Ich sagte immer wieder:

„Beruhigt euch, ihr macht sie nur aggressiv.“

Aber die Kids konnten oder wollten mich nicht hören, sie tanzten wild hin und her, wedelten mit den Armen, zuckten zusammen, kreischten. Und das alles an ihren Plätzen. Coronabedingt müssen die Plätze eingehalten und dokumentiert werden. Die Wespe hatte keinen festen Sitzplatz.

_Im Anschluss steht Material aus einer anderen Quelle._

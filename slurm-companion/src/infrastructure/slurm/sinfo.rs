//! Partition capability summary over `sinfo`.
//!
//! One partition can be reported on several lines when it spans
//! heterogeneous node groups; the line with the highest CPU count wins so
//! derived submission defaults aim at the largest nodes.

use std::collections::HashMap;

use domain_cluster::exception::ClusterResult;
use domain_cluster::model::entity::partition::{format_memory, PartitionInfo};
use once_cell::sync::Lazy;
use regex::Regex;
use serde::Deserialize;

use super::invoke;

pub const ARGS: &[&str] = &["--format=%P|%c|%m|%G|%l", "--noheader"];

static RE_NUMBER: Lazy<Regex> = Lazy::new(|| Regex::new(r"\d+").unwrap());

#[derive(Debug, Deserialize)]
struct PartitionRow {
    partition: String,
    cpus: String,
    memory: String,
    gres: String,
    time_limit: String,
}

pub async fn fetch_partitions() -> ClusterResult<HashMap<String, PartitionInfo>> {
    let raw = invoke("sinfo", ARGS).await?;
    Ok(parse_partitions(&raw))
}

pub fn parse_partitions(raw: &str) -> HashMap<String, PartitionInfo> {
    let mut partitions: HashMap<String, PartitionInfo> = HashMap::new();
    let mut reader = csv::ReaderBuilder::new()
        .delimiter(b'|')
        .has_headers(false)
        .quoting(false)
        .trim(csv::Trim::All)
        .from_reader(raw.as_bytes());

    for row in reader.deserialize::<PartitionRow>().filter_map(Result::ok) {
        // the cluster default partition is flagged with a trailing `*`
        let name = row.partition.split('*').next().unwrap_or("").trim().to_string();
        if name.is_empty() {
            continue;
        }
        let cpus_per_node = row
            .cpus
            .split('/')
            .filter(|piece| !piece.is_empty())
            .last()
            .and_then(|piece| piece.trim_end_matches('+').parse().ok())
            .unwrap_or(1);
        let memory_mb: u64 = row
            .memory
            .chars()
            .filter(|c| c.is_ascii_digit())
            .collect::<String>()
            .parse()
            .unwrap_or(0);
        let max_time = {
            let t = row.time_limit.trim();
            (!t.is_empty()).then(|| t.to_string())
        };

        let replace = partitions.get(&name).map(|p| cpus_per_node > p.cpus_per_node).unwrap_or(true);
        if replace {
            partitions.insert(
                name.clone(),
                PartitionInfo {
                    name,
                    cpus_per_node,
                    memory_mb,
                    memory_display: format_memory(memory_mb),
                    gpus: gpu_hint(&row.gres),
                    max_time,
                },
            );
        }
    }
    partitions
}

/// GPUs per node hinted by the partition's GRES column; submission defaults
/// always assume at least one.
fn gpu_hint(gres: &str) -> u32 {
    for entry in gres.split(',') {
        if !entry.contains("gpu") {
            continue;
        }
        if let Some(m) = RE_NUMBER.find_iter(entry).last() {
            if let Ok(n) = m.as_str().parse::<u32>() {
                return n.max(1);
            }
        }
    }
    1
}

#[cfg(test)]
mod tests {
    use super::parse_partitions;
    use indoc::indoc;

    #[test]
    fn keeps_max_cpu_line_per_partition() {
        let raw = indoc! {"
            cpu*|64|191997|(null)|7-00:00:00
            cpu*|128|512000+|(null)|7-00:00:00
            gpux|64|191997|gpu:a100:8|4-00:00:00
        "};
        let partitions = parse_partitions(raw);
        assert_eq!(partitions["cpu"].cpus_per_node, 128);
        assert_eq!(partitions["cpu"].memory_mb, 512000);
        assert_eq!(partitions["gpux"].gpus, 8);
        assert_eq!(partitions["gpux"].max_time.as_deref(), Some("4-00:00:00"));
    }

    #[test]
    fn short_or_blank_lines_are_skipped() {
        let raw = indoc! {"
            gpux|64|191997|gpu:8|infinite

            broken line
        "};
        let partitions = parse_partitions(raw);
        assert_eq!(partitions.len(), 1);
        assert_eq!(partitions["gpux"].gpus, 8);
    }

    #[test]
    fn missing_gres_defaults_to_one_gpu() {
        let partitions = parse_partitions("cpu|32|64000|(null)|1-00:00:00\n");
        assert_eq!(partitions["cpu"].gpus, 1);
        assert_eq!(partitions["cpu"].memory_display, "62.5G");
    }
}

Sie schwirrte noch ein Weilchen durch den Klassenraum, als Celine schrie:

„Fenster zu, alle Fenster zu, sie ist draußen.“

Die Fensterkinder standen auf und schlossen automatisiert die Fenster. Sie kennen das Prozedere. Alle 20 Minuten für 5 Minuten Stoßlüften. Aerosole verschwinden und Wespen kommen. Es wurde ruhiger in der Klasse. Alle saßen wieder.

„Diese Scheißviecher. Junge, die war auf meiner Nase“, schimpfte Fynn.

„Du hast auch ganz schön herumgefuchtelt, das macht die aggressiv“, erwiderte ich.

„Ja, Mann. Aber die war schon vorher aggressiv. Auf meiner Nase. Trotz Maske. Alter, Wespen im November.“

Ich überhörte gepflegt das Mann, das Alter und seinen gesamten Tonfall, schloss auch das Fenster am Pult und fuhr mit dem Unterricht fort.